How do you assess the causes of various scandals in Australia, and elsewhere?

When does income inequality become scandalous, in your view?

When does wealth inequality become scandalous, in your view?

When does expenditure inequality become scandalous, in your view? 

You may be aware that money is involved in many scandals, as are various abuses of power associated with both.

The never-ending scandals, of every sort, retraumatise emotionally exhausted people.

If you are an Australian politician, you may have attended empathy lessons, most probably to lessen the scandal of your prior conduct. 

When scandals are prevalent and self-evident, good people are shocked.  But how do most people transform their feelings of shock into worthwhile contributions to the improvement of societies?
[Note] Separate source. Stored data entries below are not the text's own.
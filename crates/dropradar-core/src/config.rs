// ── Dashboard configuration ──
//
// Everything needed to construct a `Dashboard`: where the backend lives,
// how long requests may take, and how stats are sourced.

use std::time::Duration;

use url::Url;

use dropradar_api::{ListQuery, TransportConfig};

use crate::model::{DEFAULT_LOW_SPAM_THRESHOLD, StatsSource};

/// Public backend used when nothing else is configured.
pub const DEFAULT_API_URL: &str = "https://dropradar-production.up.railway.app";

/// Configuration for connecting a dashboard to a backend.
#[derive(Debug, Clone)]
pub struct DashboardConfig {
    /// Backend root URL.
    pub api_url: Url,
    /// Read deadline for list/stats/delete calls.
    pub timeout: Duration,
    /// Deadline for scans. Raised to at least 30s by the transport.
    pub scan_timeout: Duration,
    /// Single source of truth for `Stats`.
    pub stats_source: StatsSource,
    /// Exclusive bound for the local low-spam bucket.
    pub low_spam_threshold: u32,
    /// Filters applied to every list fetch.
    pub query: ListQuery,
    /// Background refresh interval in seconds (0 = disabled).
    pub refresh_interval_secs: u64,
}

impl Default for DashboardConfig {
    fn default() -> Self {
        Self {
            api_url: default_api_url(),
            timeout: Duration::from_secs(30),
            scan_timeout: Duration::from_secs(300),
            stats_source: StatsSource::Server,
            low_spam_threshold: DEFAULT_LOW_SPAM_THRESHOLD,
            query: ListQuery::default(),
            refresh_interval_secs: 0,
        }
    }
}

impl DashboardConfig {
    pub fn transport(&self) -> TransportConfig {
        TransportConfig::new(self.timeout, self.scan_timeout)
    }
}

/// Parsed [`DEFAULT_API_URL`].
pub fn default_api_url() -> Url {
    Url::parse(DEFAULT_API_URL).unwrap_or_else(|_| unreachable!("default API URL is valid"))
}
When does age-related inequality become scandalous, in your view?

When does ability-related inequality become scandalous, in your view?

When does gender inequality become scandalous, in your view?

When does racial inequality become scandalous, in your view?

You may already know more than enough about the scandalous 2021 Australian Parliament House sexual misconduct allegations.

Perhaps you find scandals, of any sort, quite titillating and possibly even extraordinarily amusing.

Perhaps you do not care that so many scandals have victims associated with them, including people whose lives have been ruined through inappropriate, and therefore traumatising, reporting through the media.

Scandals are often played as numbers games of one sort or another.  They arise through an absence of ethics.

In Australia, being a political staffer, at public expense, working for the benefit of a political agenda, not the public interest, is viewed as a stepping stone towards a seat in parliament.  Yet some of those people will never be appropriate representatives of the people.

Scandals are often associated with cover-ups.

Yet a government based on honesty and civility would be one of appropriate openness and dignity.

How do you assess whether people with power are deliberately hiding the truth?

What have you attempted to learn from history about scandals?

How do you make comparisons between one context and another?

Scandals usually reveal hypocrisy and/or an entire lack of principles.

Ex-politicians often seek lucrative jobs after their careers crash.  It happens in Britain.  It happens in Australia.  It probably happens everywhere.

What do you know about the Greensill scandal

What do you know about systemically important financial institutions, including bulge bracket banks?

What is your acquaintance with white-collar crime in Australia, whether involving casinos, banks, tax offices, political parties, insurance companies or the stock market?

What is your acquaintance with money laundering in Australia, whether performed through casinos or through banks or through the housing market or through political parties?  

Like financial scandals, political scandals take many forms, including those unlikely to be reported appropriately through the news media.  That is why Civility Today is here now to improve the situation.

But do you want the situation to improve?